My postpartum journey was paved with a ridiculous love, a stubborn endurance, and an unspoken dream of something better for my child. I think back to the pain I felt in the scar of my cesarean incision; the unsettled feeling of my organs shifting back into place— and I see with clarity the metaphor that this serves for my unquiet struggle as a postpartum mother. My movements were inhibited by a subconscious guarding from pain. I was unfamiliar with all that was inside and around me.
The recovery in my mind did not carry on in biological rhythm as the recovery of my body did. It has taken an immense amount of energy and trustful leaning on new sources of support— from my loving partner, from my sister, from my therapist, from my self— to begin to heal my postpartum mind. As its scars smooth over, I am able to bask in a presence with my daughter that was once clouded by shadows and ghosts. I see her so clearly. I am beginning to see myself more clearly, too.
What is your truth?
Learning to parent without a blueprint— or with a noxious blueprint— is an incredible task. You can do it. You can break the intergenerational cycles that harmed you. You can parent guided by love, gentleness, and by a true, deep sense of seeing and knowing your child. In doing so, you might start to see yourself more clearly; you might be gentler with yourself; you might learn to love yourself in a way that wasn’t accessible to you before. It will be so. fucking. exhausting. You will slip up. You will knee-jerk parent in ways that scare you. And you’ll learn from it. You will create a painfully beautiful, textured, deep relational unit that is enhanced by your enduring love and by your arduous past.

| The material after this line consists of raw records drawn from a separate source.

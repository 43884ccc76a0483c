pub mod connections;
pub mod contracts;
pub mod delivery;
pub mod error;
pub mod follows;
pub mod jwt;
pub mod likes;
pub mod notifications;
pub mod profile;
impl AuthActions {
    pub fn new(client: ApiClient) -> Self {
        Self { client }
    }

    /// Validate and authenticate one login attempt
    pub async fn login(&self, form: LoginForm) -> Result<LoginOutcome, AuthError> {
        let callback_url = sanitize(form.callback_url.as_deref());
        let credentials = validate_login(&form)?;

        info!("Login attempt for {}", credentials.email);

        let body = self
            .client
            .post_json(&["login"], &credentials, None)
            .await
            .map_err(login_failure)?;

        let session = parse_login_response(&body).ok_or_else(|| {
            error!("Login response is missing the token or the user");
            AuthError::InvalidResponse
        })?;

        info!("Login successful for {}", session.user_name);

        let redirect_path = safe_callback(&callback_url)
            .unwrap_or_else(|| session.role.default_redirect().to_string());

        Ok(LoginOutcome {
            message: format!("Welcome, {}!", session.user_name),
            redirect_path,
            session,
        })
    }

    /// Validate and submit one registration attempt
    pub async fn register(&self, form: RegisterForm) -> Result<RegisterOutcome, AuthError> {
        let registration = validate_registration(&form)?;

        info!("Registration attempt for {}", registration.email);

        self.client
            .post_json(&["register"], &registration, None)
            .await
            .map_err(register_failure)?;

        info!("Registration successful for {}", registration.email);

        Ok(RegisterOutcome {
            message: "Registration successful! Please log in with your new account.".to_string(),
            redirect_path: LOGIN_PATH.to_string(),
        })
    }

    /// Tell the identity API that a token is no longer in use
    pub async fn notify_logout(&self, token: &str) -> Result<(), UpstreamError> {
        self.client
            .post_json(&["logout"], &serde_json::json!({}), Some(token))
            .await?;
        Ok(())
    }

    /// Fire the logout notification on a detached task
    ///
    /// The caller never waits on it and its failure is only logged.
    pub fn spawn_logout_notification(&self, token: String) -> JoinHandle<()> {
        let actions = self.clone();
        tokio::spawn(async move {
            match actions.notify_logout(&token).await {
                Ok(()) => info!("Upstream logout acknowledged"),
                Err(e) => warn!("Logout API call failed: {}", e),
            }
        })
    }
}
//! Storefront models

pub mod auth_result;
pub mod credentials;
pub mod role;
pub mod session;

// Re-export for convenience
pub use auth_result::AuthResult;
pub use credentials::{LoginCredentials, LoginForm, RegisterForm, Registration};
pub use role::Role;
pub use session::{Session, SessionStatus, SessionUser};
//! Form submissions and the payloads sent upstream
//!
//! Form fields are all optional so that a missing field surfaces as a
//! validation message instead of an extractor rejection.

use serde::{Deserialize, Serialize};
use std::fmt;

use super::Role;

/// Login form as submitted by the browser
#[derive(Clone, Default, Deserialize)]
#[serde(rename_all = "camelCase")]
pub struct LoginForm {
    #[serde(default)]
    pub email: Option<String>,
    #[serde(default)]
    pub password: Option<String>,
    #[serde(default)]
    pub callback_url: Option<String>,
}

impl fmt::Debug for LoginForm {
    fn fmt(&self, f: &mut fmt::Formatter<'_>) -> fmt::Result {
        f.debug_struct("LoginForm")
            .field("email", &self.email)
            .field("password", &"<redacted>")
            .field("callback_url", &self.callback_url)
            .finish()
    }
}

/// Registration form as submitted by the browser
#[derive(Clone, Default, Deserialize)]
#[serde(rename_all = "camelCase")]
pub struct RegisterForm {
    #[serde(default)]
    pub name: Option<String>,
    #[serde(default)]
    pub email: Option<String>,
    #[serde(default)]
    pub phone_number: Option<String>,
    #[serde(default)]
    pub password: Option<String>,
    #[serde(default)]
    pub password_repeat: Option<String>,
    #[serde(default)]
    pub role: Option<String>,
}

impl fmt::Debug for RegisterForm {
    fn fmt(&self, f: &mut fmt::Formatter<'_>) -> fmt::Result {
        f.debug_struct("RegisterForm")
            .field("name", &self.name)
            .field("email", &self.email)
            .field("phone_number", &self.phone_number)
            .field("role", &self.role)
            .finish_non_exhaustive()
    }
}

/// Validated login payload for `POST /login`
#[derive(Clone, Serialize)]
pub struct LoginCredentials {
    pub email: String,
    pub password: String,
}

/// Validated registration payload for `POST /register`
#[derive(Clone, Serialize)]
#[serde(rename_all = "camelCase")]
pub struct Registration {
    pub email: String,
    pub name: String,
    pub password: String,
    pub password_repeat: String,
    pub role: Role,
    pub phone_number: String,
    pub profile_picture_url: String,
}
//! Custom error types for the storefront service

use axum::{
    Json,
    http::StatusCode,
    response::{IntoResponse, Response},
};
use serde_json::json;
use thiserror::Error;

use crate::models::AuthResult;

/// Why a login or registration attempt did not succeed
///
/// Every variant folds into an [`AuthResult`]; none of them is fatal.
#[derive(Error, Debug, PartialEq)]
pub enum AuthError {
    /// Rejected locally before any network call
    #[error("{0}")]
    Validation(String),

    /// The identity API answered with a non-success status
    #[error("{message}")]
    Rejected { code: u16, message: String },

    /// The identity API could not be reached
    #[error("Unable to reach the server. Check your internet connection.")]
    Unreachable,

    /// The identity API answered 2xx with an unusable body
    #[error("Invalid response from server.")]
    InvalidResponse,
}

impl AuthError {
    /// HTTP status used when the result is sent back to the client
    pub fn status_code(&self) -> StatusCode {
        match self {
            AuthError::Validation(_) => StatusCode::BAD_REQUEST,
            AuthError::Rejected { code, .. } if (400..500).contains(code) => {
                StatusCode::from_u16(*code).unwrap_or(StatusCode::BAD_GATEWAY)
            }
            AuthError::Rejected { .. } | AuthError::InvalidResponse => StatusCode::BAD_GATEWAY,
            AuthError::Unreachable => StatusCode::SERVICE_UNAVAILABLE,
        }
    }
}

impl From<AuthError> for AuthResult {
    fn from(error: AuthError) -> Self {
        AuthResult::error(error.to_string())
    }
}

/// Custom error type for the JSON read routes
#[derive(Error, Debug)]
pub enum ApiError {
    /// Nothing to show for this resource
    #[error("Not found")]
    NotFound,
}

impl IntoResponse for ApiError {
    fn into_response(self) -> Response {
        let (status, error_message) = match self {
            ApiError::NotFound => (StatusCode::NOT_FOUND, "Not found"),
        };

        let body = Json(json!({
            "error": error_message,
        }));

        (status, body).into_response()
    }
}

/// Type alias for API results
pub type ApiResult<T> = Result<T, ApiError>;
//! Storefront routes

use axum::{
    Form, Json, Router,
    extract::{Path, State},
    http::StatusCode,
    middleware,
    response::{IntoResponse, Redirect},
    routing::{get, post},
};
use axum_extra::extract::cookie::CookieJar;
use serde_json::{Value, json};
use tracing::{info, warn};

use crate::{
    AppState,
    actions::LOGIN_PATH,
    error::{ApiError, ApiResult},
    middleware::route_guard,
    models::{AuthResult, LoginForm, RegisterForm},
    session::{read_session, session_token},
};

/// Create the router for the storefront service
///
/// The route guard wraps every route and the fallback, so protected paths
/// are redirected even when nothing else is mounted there.
pub fn create_router(state: AppState) -> Router {
    let guard = state.guard.clone();

    Router::new()
        .route("/health", get(health_check))
        .route("/auth/login", post(login))
        .route("/auth/register", post(register))
        .route("/auth/logout", post(logout))
        .route("/auth/session", get(session_status))
        .route("/profile", get(session_status))
        .route("/api/banners", get(banners))
        .route("/api/banners/:id", get(banner))
        .route("/api/categories", get(categories))
        .route("/api/categories/:id", get(category))
        .route("/api/categories/:id/activities", get(activities_by_category))
        .route("/api/promos", get(promos))
        .route("/api/promos/:id", get(promo))
        .route("/api/activities", get(activities))
        .route("/api/activities/:id", get(activity))
        .fallback(not_found)
        .layer(middleware::from_fn_with_state(guard, route_guard))
        .with_state(state)
}

/// Health check endpoint
pub async fn health_check() -> impl IntoResponse {
    Json(json!({
        "status": "ok",
        "service": "storefront"
    }))
}

/// Login form submission
///
/// Cookies are only written when the action succeeds.
pub async fn login(
    State(state): State<AppState>,
    jar: CookieJar,
    Form(form): Form<LoginForm>,
) -> impl IntoResponse {
    match state.actions.login(form).await {
        Ok(outcome) => {
            let jar = state.cookies.write_session(jar, &outcome.session);
            let result = AuthResult::success(outcome.message, outcome.redirect_path);
            (StatusCode::OK, jar, Json(result))
        }
        Err(e) => {
            warn!("Login failed: {}", e);
            (e.status_code(), jar, Json(AuthResult::from(e)))
        }
    }
}

/// Registration form submission
pub async fn register(
    State(state): State<AppState>,
    Form(form): Form<RegisterForm>,
) -> impl IntoResponse {
    match state.actions.register(form).await {
        Ok(outcome) => (
            StatusCode::OK,
            Json(AuthResult::success(outcome.message, outcome.redirect_path)),
        ),
        Err(e) => {
            warn!("Registration failed: {}", e);
            (e.status_code(), Json(AuthResult::from(e)))
        }
    }
}

/// Logout
///
/// Always clears the session and redirects to the login page. The upstream
/// notification runs detached.
pub async fn logout(State(state): State<AppState>, jar: CookieJar) -> impl IntoResponse {
    info!("Logout request");

    if let Some(token) = session_token(&jar) {
        state.actions.spawn_logout_notification(token);
    }

    let jar = state.cookies.clear_session(jar);
    (jar, Redirect::to(&format!("{LOGIN_PATH}?status=logged_out")))
}

/// Who is logged in, read from the cookie jar
pub async fn session_status(jar: CookieJar) -> impl IntoResponse {
    Json(read_session(&jar))
}

fn found(body: Option<Value>) -> ApiResult<Json<Value>> {
    body.map(Json).ok_or(ApiError::NotFound)
}

pub async fn banners(State(state): State<AppState>) -> ApiResult<Json<Value>> {
    found(state.catalog.banners().await)
}

pub async fn banner(
    State(state): State<AppState>,
    Path(id): Path<String>,
) -> ApiResult<Json<Value>> {
    found(state.catalog.banner(&id).await)
}

pub async fn categories(State(state): State<AppState>) -> ApiResult<Json<Value>> {
    found(state.catalog.categories().await)
}

pub async fn category(
    State(state): State<AppState>,
    Path(id): Path<String>,
) -> ApiResult<Json<Value>> {
    found(state.catalog.category(&id).await)
}

pub async fn activities_by_category(
    State(state): State<AppState>,
    Path(id): Path<String>,
) -> ApiResult<Json<Value>> {
    found(state.catalog.activities_by_category(&id).await)
}

pub async fn promos(State(state): State<AppState>) -> ApiResult<Json<Value>> {
    found(state.catalog.promos().await)
}

pub async fn promo(
    State(state): State<AppState>,
    Path(id): Path<String>,
) -> ApiResult<Json<Value>> {
    found(state.catalog.promo(&id).await)
}

pub async fn activities(State(state): State<AppState>) -> ApiResult<Json<Value>> {
    found(state.catalog.activities().await)
}

pub async fn activity(
    State(state): State<AppState>,
    Path(id): Path<String>,
) -> ApiResult<Json<Value>> {
    found(state.catalog.activity(&id).await)
}

async fn not_found() -> ApiError {
    ApiError::NotFound
}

Everything that you need in order to rewrite narratives of trauma, abuse, and pain; to love fiercely and endlessly; to be all that your child needs— already exists inside of you.
Why did you choose to participate in this movement and share your story?
Seeing and living the integration of body and mind is an essential value to me personally, relationally, and professionally. I see this project as a true representation of that. The postpartum experience is embodied and cerebral, and this collection of photographs and stories captures that truth. Truthfully, that is why I am here: to capture a moment. A moment in time with my child and the dynamic, vital energy between us. The softness of her face and the vibrancy of her character. A moment in time with myself at this stage of becoming a more conscious human. I will value these images dearly as we continue to evolve together.